An Instagram star with 2M followers couldn't sell 36 T-shirts - paulpauper
https://www.businessinsider.com/instagrammer-arii-2-million-followers-cannot-sell-36-t-shirts-2019-5
======
emsy
Previous discussion:
[https://news.ycombinator.com/item?id=20063667](https://news.ycombinator.com/item?id=20063667)

------
derefr
Just because you have followers doesn't mean you have fans.

I follow people that post e.g. cat pictures, but I wouldn't buy their merch. I
don't even know who these people are, really; their posts are a commodity to
me. They're "oh, more cat pictures", not "a new post from [X]!" I found them
through the app's recommendations, hit follow, and then never looked into them
further. Why would I want to buy anything from them?

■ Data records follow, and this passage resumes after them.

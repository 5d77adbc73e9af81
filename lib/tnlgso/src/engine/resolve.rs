// This Source Code Form is subject to the terms of the Mozilla Public
// License, v. 2.0. If a copy of the MPL was not distributed with this
// file, You can obtain one at https://mozilla.org/MPL/2.0/.

// Copyright 2025 Oxide Computer Company

//! Resolution of a packet's real network protocol.
//!
//! A packet's declared protocol names whatever follows its Ethernet
//! header, which may be a VLAN tag (or a stack of them) rather than
//! the network header. Segmentation engines dispatch on the declared
//! protocol, so before handing a packet to one we look through the
//! tags to find what is really there.

use super::ether::ETHER_HDR_LEN;
use super::ether::EtherType;
use super::ether::VLAN_HDR_LEN;
use super::ether::VlanHdrRaw;
use super::headers::HdrError;
use super::headers::RawHeader;
use crate::ddi::pkt::Pkt;

/// Return the protocol of the first header in `pkt` that is neither a
/// VLAN tag nor an MPLS marker.
///
/// The packet's data must start at its Ethernet header. The packet is
/// only read, so calling this twice gives the same answer twice.
///
/// # Errors
///
/// [`HdrError::Truncated`] if a tag is declared but the packet ends
/// before the whole tag. Callers must not try to segment such a
/// packet; its protocol is undefined.
pub fn network_protocol(pkt: &Pkt) -> Result<EtherType, HdrError> {
    network_depth(pkt).map(|(proto, _)| proto)
}

/// Like [`network_protocol`], but also return the number of bytes of
/// VLAN tags between the Ethernet header and the network header.
pub fn network_depth(pkt: &Pkt) -> Result<(EtherType, usize), HdrError> {
    let mut proto = pkt.protocol();
    let inner = pkt.inner_protocol();

    // The label stack was already unwrapped; the inner protocol hint
    // is all that is left of what it carried.
    if proto.is_mpls() && !inner.is_mpls() {
        proto = inner;
    }

    let mut depth = ETHER_HDR_LEN;
    while proto.is_vlan() {
        proto = VlanHdrRaw::at(pkt, depth)?.ether_type();
        depth += VLAN_HDR_LEN;
    }

    Ok((proto, depth - ETHER_HDR_LEN))
}

#[cfg(test)]
mod test {
    use super::*;
    use alloc::vec::Vec;

    #[rustfmt::skip]
    const ETHER: [u8; 12] = [
        0xA8, 0x40, 0x25, 0xFF, 0x00, 0x01,
        0xA8, 0x40, 0x25, 0x00, 0x00, 0x63,
    ];

    // Build a frame with the given tags (TPIDs), each followed by the
    // next tag or the terminal protocol, and a bit of payload.
    fn frame(tags: &[u16], terminal: u16) -> Pkt {
        let mut bytes = Vec::from(ETHER);
        let first = tags.first().copied().unwrap_or(terminal);
        bytes.extend_from_slice(&first.to_be_bytes());

        for (i, _) in tags.iter().enumerate() {
            let next = tags.get(i + 1).copied().unwrap_or(terminal);
            bytes.extend_from_slice(&(100 + i as u16).to_be_bytes());
            bytes.extend_from_slice(&next.to_be_bytes());
        }

        bytes.extend_from_slice(&[0x45, 0x00, 0x00, 0x14]);
        let mut pkt = Pkt::copy(bytes);
        pkt.set_protocol(EtherType::from(first));
        pkt
    }

    #[test]
    fn untagged() {
        let pkt = frame(&[], 0x0800);
        assert_eq!(network_depth(&pkt), Ok((EtherType::Ipv4, 0)));
    }

    #[test]
    fn single_tag() {
        let pkt = frame(&[0x8100], 0x86DD);
        assert_eq!(network_depth(&pkt), Ok((EtherType::Ipv6, VLAN_HDR_LEN)));
    }

    #[test]
    fn stacked_tags() {
        let pkt = frame(&[0x88A8, 0x8100, 0x8100], 0x0800);
        assert_eq!(
            network_depth(&pkt),
            Ok((EtherType::Ipv4, 3 * VLAN_HDR_LEN))
        );
    }

    #[test]
    fn unknown_terminal_is_returned_as_is() {
        let pkt = frame(&[0x8100], 0x1234);
        assert_eq!(network_protocol(&pkt), Ok(EtherType::Unknown(0x1234)));
    }

    #[test]
    fn mpls_uses_inner_protocol() {
        let mut pkt = frame(&[], 0x8847);
        pkt.set_inner_protocol(EtherType::Ipv4);
        assert_eq!(network_protocol(&pkt), Ok(EtherType::Ipv4));

        // The hint itself may name a tag, which is then walked.
        let mut pkt = frame(&[0x8100], 0x0800);
        pkt.set_protocol(EtherType::MplsMcast);
        pkt.set_inner_protocol(EtherType::Vlan);
        assert_eq!(network_depth(&pkt), Ok((EtherType::Ipv4, VLAN_HDR_LEN)));
    }

    #[test]
    fn mpls_in_mpls_stays_mpls() {
        let mut pkt = frame(&[], 0x8847);
        pkt.set_inner_protocol(EtherType::MplsMcast);
        assert_eq!(network_protocol(&pkt), Ok(EtherType::Mpls));
    }

    #[test]
    fn truncated_tag() {
        let mut pkt = frame(&[0x8100, 0x8100], 0x0800);
        // Keep the first tag and half of the second.
        pkt.trim(ETHER_HDR_LEN + VLAN_HDR_LEN + 2);
        assert_eq!(
            network_protocol(&pkt),
            Err(HdrError::Truncated {
                hdr: "vlan",
                needed: ETHER_HDR_LEN + 2 * VLAN_HDR_LEN,
                available: ETHER_HDR_LEN + VLAN_HDR_LEN + 2,
            })
        );

        // A tag declared on a packet with no room for any of it.
        let mut pkt = Pkt::copy(&ETHER[..6]);
        pkt.set_protocol(EtherType::QinQ);
        assert!(network_protocol(&pkt).is_err());
    }

    #[test]
    fn idempotent() {
        let pkt = frame(&[0x88A8, 0x8100], 0x86DD);
        let before = pkt.to_vec();
        let first = network_protocol(&pkt);
        let second = network_protocol(&pkt);
        assert_eq!(first, second);
        assert_eq!(first, Ok(EtherType::Ipv6));
        assert_eq!(&pkt[..], &before[..]);
        assert_eq!(pkt.protocol(), EtherType::QinQ);
    }
}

The edges connecting vertices on social networks have _weights_ , despite the
social networks themselves not modelling this. Some people, despite being very
"connected" in theory, have a very low aggregate weight of connection; all
their connections are barely there.

It's like having a million acquaintances and no friends.

(And, of course, some percentage of the vertices you're connected to might be
deactivated/purchased/bots/etc. But even when that's _not_ true, you still
won't make sales on your "personal brand" to mere acquaintances.)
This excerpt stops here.